The effects of these technologies to make genetically-modified (GM) crops throughout the world are striking. In 1986, there were fewer than 10 field-tested GM crop experiments; in 1992, the number rose to 400, and has virtually doubled each year since 1988. To date, over 30 different crop species have been genetically modified and Canada now grows more than 33 million acres of GM crops representing 10 percent of the world's supply. The first-generation GM crops focused on increasing production and lowering production costs. In the mid-1990s the cultivation of virus-, insect-, and herbicide-resistant GM crops accounted for 5 to 10 percent increases in yield and a saving of up to 40 percent on herbicides and insecticides (James, 1998). However, this is only the beginning. Plant researchers are sequencing the DNA of entire genomes to gain the ability to manipulate metabolic pathways and improve numerous agronomic traits. The spectacular yield increases seen so far and the further potential of these technologies would make you think that there would be an enthusiastic acceptance of GM crops in both the developed and developing worlds. On the contrary, however, this technology has led to consumer boycotts of GM foods, anxious multinational corporations declaring their products are not genetically modified and, in severe cases, to the destruction of GM crops in the name of stopping the "genetic pollution" of our ecosystems. Many countries, and in particular Europe, have restricted imports and the release of GM crops. Most of this anti-scientific fervour comes from environmental extremists based in rich developed nations, or from the privileged few of the developing world. Why are these special interest groups so concerned? Millions of people now and in the future could benefit from GM technology.
Like many important issues, competing groups have their own agendas and often the considerations are based on good sound bites rather than on good science. Unfortunately, the truth is seldom plain, and never simple; this is also true in the GM food debate. The arguments against the genetic modification of our food supply fall into four main categories, listed below.
Ethical arguments
Transferring genes between organisms in a laboratory is not natural and is therefore unethical.
This argument ignores the fact that humanity has manipulated the evolution of organisms since plant and animal breeding came into existence. Even nature does it. For example, the wheat varieties that now feed much of the world are the result of a natural hybridization of three wheat species that were indigenous to the Middle East. Modern corn is considered to be the hybridization of two different species. One only has to look at fossilized corncobs that are one-tenth the size of modern day cobs to see how a combination of nature and human intervention has changed this crop. Although this historical perspective muddies what is natural and what is not, detractors counter with the argument that methods used by plant geneticists to introduce genes into plants are unnatural, particularly when the genes being introduced are from different species. On this point, however, the "unnatural moving" of genes between species is also found in nature. To be exact, nature moves genes between species so well that plant scientists piggyback on these natural systems to move genes of interest into crops.
Safety argument
Releasing GM crops will have unforeseen consequences on our health.

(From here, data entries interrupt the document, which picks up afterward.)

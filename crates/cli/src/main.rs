//! Wordsweep CLI: audit single-word TTS assets for carrier-phrase residue and
//! regenerate the contaminated ones.

use std::path::{Path, PathBuf};

use anyhow::{bail, Context, Result};
use clap::{Args, Parser, Subcommand};

use wordsweep_core::audio::analysis::analyze;
use wordsweep_core::audio::io::decode_audio;
use wordsweep_core::audit::Auditor;
use wordsweep_core::classify::classify;
use wordsweep_core::config::{Config, Credentials};
use wordsweep_core::names::create_run_dir;
use wordsweep_core::regenerate::{plan, RegenerateOptions, Regenerator};
use wordsweep_core::report::{read_flagged_csv, write_audit_artifacts, write_regeneration_artifacts};
use wordsweep_core::storage::{AssetStore, HttpAssetStore, LocalAssetStore};
use wordsweep_core::tts::HttpSynthesizer;
use wordsweep_core::types::{AssetKey, Category};
use wordsweep_core::vocab::{cross_pairs, load_vocabulary, parse_word_list, SAMPLE_WORDS};

/// Exit status when the run finished but found something to act on.
const EXIT_FINDINGS: i32 = 2;

// ─── Top-level CLI ───────────────────────────────────────────────

#[derive(Parser)]
#[command(
    name = "wordsweep",
    about = "Carrier-phrase contamination audit and regeneration for single-word TTS assets",
    version,
)]
struct Cli {
    #[command(subcommand)]
    command: Command,
}

#[derive(Subcommand)]
enum Command {
    /// Fetch every (voice, word) asset and classify it
    Audit(AuditArgs),
    /// Re-synthesize, verify and upload replacements
    Regenerate(RegenerateArgs),
    /// Analyze and classify local audio files
    Analyze(AnalyzeArgs),
}

// ─── Shared arguments (embedded in each subcommand) ──────────────

#[derive(Args, Debug)]
struct SharedArgs {
    /// JSON config file (omitted fields keep their defaults)
    #[arg(long)]
    config: Option<PathBuf>,

    /// Output directory for run artifacts
    #[arg(long, default_value = "./wordsweep-output")]
    output_dir: PathBuf,

    /// Show verbose output
    #[arg(short, long, default_value_t = false)]
    verbose: bool,
}

#[derive(Args, Debug)]
struct StorageArgs {
    /// Object storage base URL
    #[arg(long, env = "WORDSWEEP_STORAGE_URL")]
    storage_url: Option<String>,

    /// Object storage service key
    #[arg(long, env = "WORDSWEEP_STORAGE_KEY", hide_env_values = true)]
    storage_key: Option<String>,
}

#[derive(Args, Debug)]
struct PairArgs {
    /// Voices to process: "nova,echo"
    #[arg(long, value_delimiter = ',')]
    voices: Vec<String>,

    /// Words to process: "dog,cat,ice cream"
    #[arg(long, conflicts_with = "vocab")]
    words: Option<String>,

    /// Vocabulary file, one word per line
    #[arg(long)]
    vocab: Option<PathBuf>,
}

impl PairArgs {
    fn is_empty(&self) -> bool {
        self.voices.is_empty() && self.words.is_none() && self.vocab.is_none()
    }

    /// voices × words; the built-in sample list stands in when no words are given.
    fn pairs(&self) -> Result<Vec<AssetKey>> {
        let voices: Vec<String> = self
            .voices
            .iter()
            .map(|v| v.trim().to_string())
            .filter(|v| !v.is_empty())
            .collect();
        if voices.is_empty() {
            bail!("At least one voice is required (--voices)");
        }

        let words = if let Some(list) = &self.words {
            parse_word_list(list)
        } else if let Some(path) = &self.vocab {
            load_vocabulary(path)?
        } else {
            log::info!("No words given, using the {} built-in sample words", SAMPLE_WORDS.len());
            parse_word_list(&SAMPLE_WORDS.join(","))
        };
        if words.is_empty() {
            bail!("Word list is empty");
        }
        Ok(cross_pairs(&voices, &words))
    }
}

// ─── Audit ───────────────────────────────────────────────────────

#[derive(Parser, Debug)]
#[command(about = "Audit stored assets for carrier-phrase contamination")]
struct AuditArgs {
    #[command(flatten)]
    shared: SharedArgs,

    #[command(flatten)]
    pairs: PairArgs,

    #[command(flatten)]
    storage: StorageArgs,

    /// Audit a local mirror laid out as DIR/{voice}/{word}.{ext}
    #[arg(long)]
    local_source: Option<PathBuf>,
}

// ─── Regenerate ──────────────────────────────────────────────────

#[derive(Parser, Debug)]
#[command(about = "Regenerate contaminated assets (dry run unless --execute)")]
struct RegenerateArgs {
    #[command(flatten)]
    shared: SharedArgs,

    #[command(flatten)]
    pairs: PairArgs,

    #[command(flatten)]
    storage: StorageArgs,

    /// Take pairs from an audit's flagged.csv
    #[arg(long, conflicts_with_all = ["voices", "words", "vocab"])]
    from_flagged: Option<PathBuf>,

    /// Categories to take from --from-flagged
    #[arg(
        long,
        value_delimiter = ',',
        default_value = "CARRIER_PRESENT,CARRIER_LIKELY,TOO_SHORT,SILENCE"
    )]
    categories: Vec<String>,

    /// Actually call the TTS provider and upload (default is a dry run)
    #[arg(long, default_value_t = false)]
    execute: bool,

    /// Skip pairs the checkpoint already records as done
    #[arg(long, default_value_t = false, conflicts_with = "fresh")]
    resume: bool,

    /// Ignore an existing checkpoint and start over
    #[arg(long, default_value_t = false)]
    fresh: bool,

    /// Checkpoint file (default: OUTPUT_DIR/checkpoint.json)
    #[arg(long)]
    checkpoint: Option<PathBuf>,

    /// Verify by file size only instead of re-classifying
    #[arg(long, default_value_t = false)]
    basic_verify: bool,

    /// Write replacements to DIR/{voice}/{word}.wav instead of uploading
    #[arg(long)]
    local_output: Option<PathBuf>,

    /// Parent directory for per-pair scratch files (default: system temp)
    #[arg(long)]
    work_dir: Option<PathBuf>,

    /// TTS provider base URL
    #[arg(long, env = "WORDSWEEP_TTS_URL")]
    tts_url: Option<String>,

    /// TTS provider API key
    #[arg(long, env = "WORDSWEEP_TTS_API_KEY", hide_env_values = true)]
    tts_api_key: Option<String>,
}

// ─── Analyze ─────────────────────────────────────────────────────

#[derive(Parser, Debug)]
#[command(about = "Print regions and verdicts for local audio files")]
struct AnalyzeArgs {
    /// Audio files to analyze (WAV, MP3, ...)
    #[arg(required = true)]
    files: Vec<PathBuf>,

    /// JSON config file (omitted fields keep their defaults)
    #[arg(long)]
    config: Option<PathBuf>,

    /// Show verbose output
    #[arg(short, long, default_value_t = false)]
    verbose: bool,
}

fn main() {
    let cli = Cli::parse();

    // Init logging
    let log_level = match &cli.command {
        Command::Audit(a) if a.shared.verbose => "debug",
        Command::Regenerate(a) if a.shared.verbose => "debug",
        Command::Analyze(a) if a.verbose => "debug",
        _ => "info",
    };
    env_logger::Builder::from_env(env_logger::Env::default().default_filter_or(log_level))
        .format_timestamp(None)
        .init();

    let result = match cli.command {
        Command::Audit(args) => run_audit(args),
        Command::Regenerate(args) => run_regenerate(args),
        Command::Analyze(args) => run_analyze(args),
    };

    match result {
        Ok(code) => std::process::exit(code),
        Err(e) => {
            log::error!("{:#}", e);
            std::process::exit(1);
        }
    }
}

// ─── Helpers ─────────────────────────────────────────────────────

fn credentials(storage: &StorageArgs, tts_url: Option<&String>, tts_api_key: Option<&String>) -> Credentials {
    Credentials {
        tts_url: tts_url.cloned(),
        tts_api_key: tts_api_key.cloned(),
        storage_url: storage.storage_url.clone(),
        storage_key: storage.storage_key.clone(),
    }
}

fn http_store(creds: &Credentials, config: &Config) -> Result<HttpAssetStore> {
    let (url, key) = creds.storage()?;
    Ok(HttpAssetStore::new(url, key, config.storage.clone())?)
}

fn parse_categories(names: &[String]) -> Result<Vec<Category>> {
    names
        .iter()
        .map(|n| n.parse::<Category>().map_err(anyhow::Error::msg))
        .collect()
}

fn run_name(dir: &Path) -> String {
    dir.file_name()
        .map(|n| n.to_string_lossy().to_string())
        .unwrap_or_else(|| dir.display().to_string())
}

// ─── Audit runner ────────────────────────────────────────────────

fn run_audit(args: AuditArgs) -> Result<i32> {
    let config = Config::load(args.shared.config.as_deref())?;
    let pairs = args.pairs.pairs()?;

    let store: Box<dyn AssetStore> = match &args.local_source {
        Some(dir) => {
            if !dir.is_dir() {
                bail!("Local source directory not found: {}", dir.display());
            }
            Box::new(LocalAssetStore::new(dir, &config.storage.extension))
        }
        None => Box::new(http_store(&credentials(&args.storage, None, None), &config)?),
    };

    let run_dir = create_run_dir(&args.shared.output_dir, "audit")?;
    println!("Run: {}", run_name(&run_dir));

    let report = Auditor::new(store.as_ref(), &config).run(&pairs);
    let artifacts = write_audit_artifacts(&run_dir, &report)?;

    let totals = &report.totals;
    println!();
    println!("{:<12}{:>7}{:>7}{:>9}{:>9}{:>8}", "voice", "total", "found", "clean%", "contam%", "errors");
    for summary in &report.voices {
        let t = &summary.tally;
        println!(
            "{:<12}{:>7}{:>7}{:>9.1}{:>9.1}{:>8}",
            summary.voice, t.total, t.found, t.clean_pct, t.contaminated_pct, t.errors
        );
    }
    println!(
        "{:<12}{:>7}{:>7}{:>9.1}{:>9.1}{:>8}",
        "ALL", totals.total, totals.found, totals.clean_pct, totals.contaminated_pct, totals.errors
    );
    println!();
    for (category, count) in &totals.by_category {
        println!("  {:<16}{}", category.as_str(), count);
    }
    println!();
    println!(
        "Recommendation: {:?} ({:.1}% contaminated): {}",
        report.recommendation,
        100.0 * totals.contamination_rate(),
        report.recommendation.advice()
    );
    println!("Report:  {}", artifacts.report_json.display());
    println!("Flagged: {} ({} rows)", artifacts.flagged_csv.display(), totals.flagged);
    println!("Voices:  {}", artifacts.voice_summary_csv.display());

    Ok(if report.has_contamination() { EXIT_FINDINGS } else { 0 })
}

// ─── Regenerate runner ───────────────────────────────────────────

fn run_regenerate(args: RegenerateArgs) -> Result<i32> {
    let mut config = Config::load(args.shared.config.as_deref())?;
    if args.local_output.is_some() {
        config.storage.extension = "wav".to_string();
        config.storage.content_type = "audio/wav".to_string();
    }

    let pairs = match &args.from_flagged {
        Some(path) => {
            let categories = parse_categories(&args.categories)?;
            let pairs = read_flagged_csv(path, &categories)?;
            log::info!(
                "Loaded {} pairs from {} ({})",
                pairs.len(),
                path.display(),
                args.categories.join(", ")
            );
            pairs
        }
        None if args.pairs.is_empty() => {
            bail!("Nothing to regenerate: give --from-flagged or --voices with --words/--vocab")
        }
        None => args.pairs.pairs()?,
    };
    if pairs.is_empty() {
        println!("No pairs to regenerate");
        return Ok(0);
    }

    let options = RegenerateOptions {
        checkpoint_path: args
            .checkpoint
            .clone()
            .unwrap_or_else(|| args.shared.output_dir.join("checkpoint.json")),
        resume: args.resume,
        fresh: args.fresh,
        basic_verify: args.basic_verify,
        work_dir: args.work_dir.clone(),
    };
    let creds = credentials(&args.storage, args.tts_url.as_ref(), args.tts_api_key.as_ref());

    if !args.execute {
        let dry_run = plan(&config, &options, &pairs)?;
        println!("{}", dry_run);
        if !config.storage.holds_wav() {
            println!();
            println!(
                "Warning: storage is configured for .{} ({}) but replacements are WAV; --execute will refuse to run.",
                config.storage.extension, config.storage.content_type
            );
        }
        println!();
        println!("Dry run: nothing was synthesized or uploaded. Pass --execute to run.");
        return Ok(0);
    }

    if args.basic_verify {
        log::warn!("Basic verification: replacements are checked by size only");
    }

    let (tts_url, tts_key) = creds.tts()?;
    let synth = HttpSynthesizer::new(tts_url, tts_key, config.tts.clone())?;
    let store: Box<dyn AssetStore> = match &args.local_output {
        Some(dir) => Box::new(LocalAssetStore::new(dir, &config.storage.extension)),
        None => Box::new(http_store(&creds, &config)?),
    };

    let run_dir = create_run_dir(&args.shared.output_dir, "regenerate")?;
    println!("Run: {}", run_name(&run_dir));

    let summary = Regenerator::new(&synth, store.as_ref(), &config, options).run(&pairs)?;
    let (json_path, csv_path) = write_regeneration_artifacts(&run_dir, &summary)?;

    println!();
    println!("Attempted: {}", summary.attempted);
    if summary.skipped > 0 {
        println!("Skipped:   {} (already in checkpoint)", summary.skipped);
    }
    println!("Succeeded: {}", summary.succeeded);
    for (outcome, count) in &summary.failed {
        println!("  {:<20}{}", outcome.as_str(), count);
    }
    println!("Results: {}", json_path.display());
    println!("         {}", csv_path.display());

    Ok(if summary.has_failures() { EXIT_FINDINGS } else { 0 })
}

// ─── Analyze runner ──────────────────────────────────────────────

fn run_analyze(args: AnalyzeArgs) -> Result<i32> {
    let config = Config::load(args.config.as_deref())?;

    for path in &args.files {
        let bytes = std::fs::read(path).with_context(|| format!("Failed to read {}", path.display()))?;
        let extension = path.extension().and_then(|e| e.to_str());
        let audio = decode_audio(&bytes, extension)
            .with_context(|| format!("Failed to decode {}", path.display()))?;
        let analysis = analyze(&audio.samples, audio.sample_rate, &config.analyzer);
        let verdict = classify(&analysis, &config.thresholds);

        println!("{}", path.display());
        println!(
            "  duration {:.3}s, {} Hz, rms {:.1} dBFS",
            analysis.duration,
            analysis.sample_rate,
            analysis.rms_db()
        );
        for (i, region) in analysis.regions.iter().enumerate() {
            println!(
                "  region {}: {:.3}-{:.3}s ({:.3}s)",
                i + 1,
                region.start,
                region.end,
                region.duration()
            );
        }
        println!("  {} ({:.2}): {}", verdict.category, verdict.confidence, verdict.notes);
    }
    Ok(0)
}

Thus, any new crop which is genetically modified needs to be treated differently and put through a battery of special tests.
The argument is that the insertion of genes often combined with novel DNA sequences that regulate their expression in the plant could result in unpredictable effects. Although this could be true, it is just as likely to occur in nature or by any other traditional breeding process. The food we eat has been continuously genetically engineered by natural phenomena in ways that do not differ from the way we carry out GM technology now. For example, up to 20 percent of some plant genomes contain genetic elements that destabilize genes and genomes, move genes around, mutate and rearrange themselves randomly. Furthermore, the hybridization of genomes of various species that occurs in traditional breeding programs also leads to new and untested combinations of genes. The mistake of the safety argument is that the problem is the process of crop production. The concern should be on the product—not how it was made. No food product, whether traditional or modified by recombinant DNA, is without risk; this is why government agencies test these products. It is ironic, however, that many products found on the shelves of health food stores are not subjected to the same regulatory testing. Based on the non-scientific belief that nature is benevolent, health food addicts may be surprised to find that many plants naturally produce toxic compounds so that animals like ourselves will not eat them.
Ecological arguments
Many opponents of GM crops say we must return to an ecologically-based view of the world. If we continue with high-input agriculture that requires pesticides, herbicides, and fertilizers we will destroy the earth. Furthermore, these new GM varieties will "genetically pollute" the natural world and wreck havoc on our ecosystem.
However, we must feed 5 billion people now, and nearly 9 billion in the future. Biotechnology can help, and there is no reason to believe this technology cannot be used to allow resources to be used more wisely. For example, today, 600 million hectares of wheat are grown worldwide. If we were to limit ourselves to the same wheat strains that were available in 1965, we would need an additional 850 million hectares of land to grow the same amount of wheat (Borlaug, 2000). Even if the land were available, the costs in soil erosion and lost ecosystems would be devastating. For example, despite the fact that tropical forests are unique ecosystems, approximately 11 million hectares are cleared every year by farmers searching for more productive land. Better yielding GM crop varieties could slow this pace, which is certainly a better alternative ecologically to the conversion of forests into agricultural land. The anti-GM groups, however, counter that the advantages of GM plants do not address the concern of "genetic pollution" of natural populations. "Genetic pollution" is defined by environmentalists as the continuous mixing of foreign genes into the ecosystem. In the case of GM crops, however, we are talking about only a few new genes entering the ecosystem, and there is no scientific evidence that these genes confer a selective advantage to plants outside the farmer's fields. Moreover, even if genes did move from the farmer's field into nature, these events are minuscule compared to the non-GM genetic pollution that is presently occurring.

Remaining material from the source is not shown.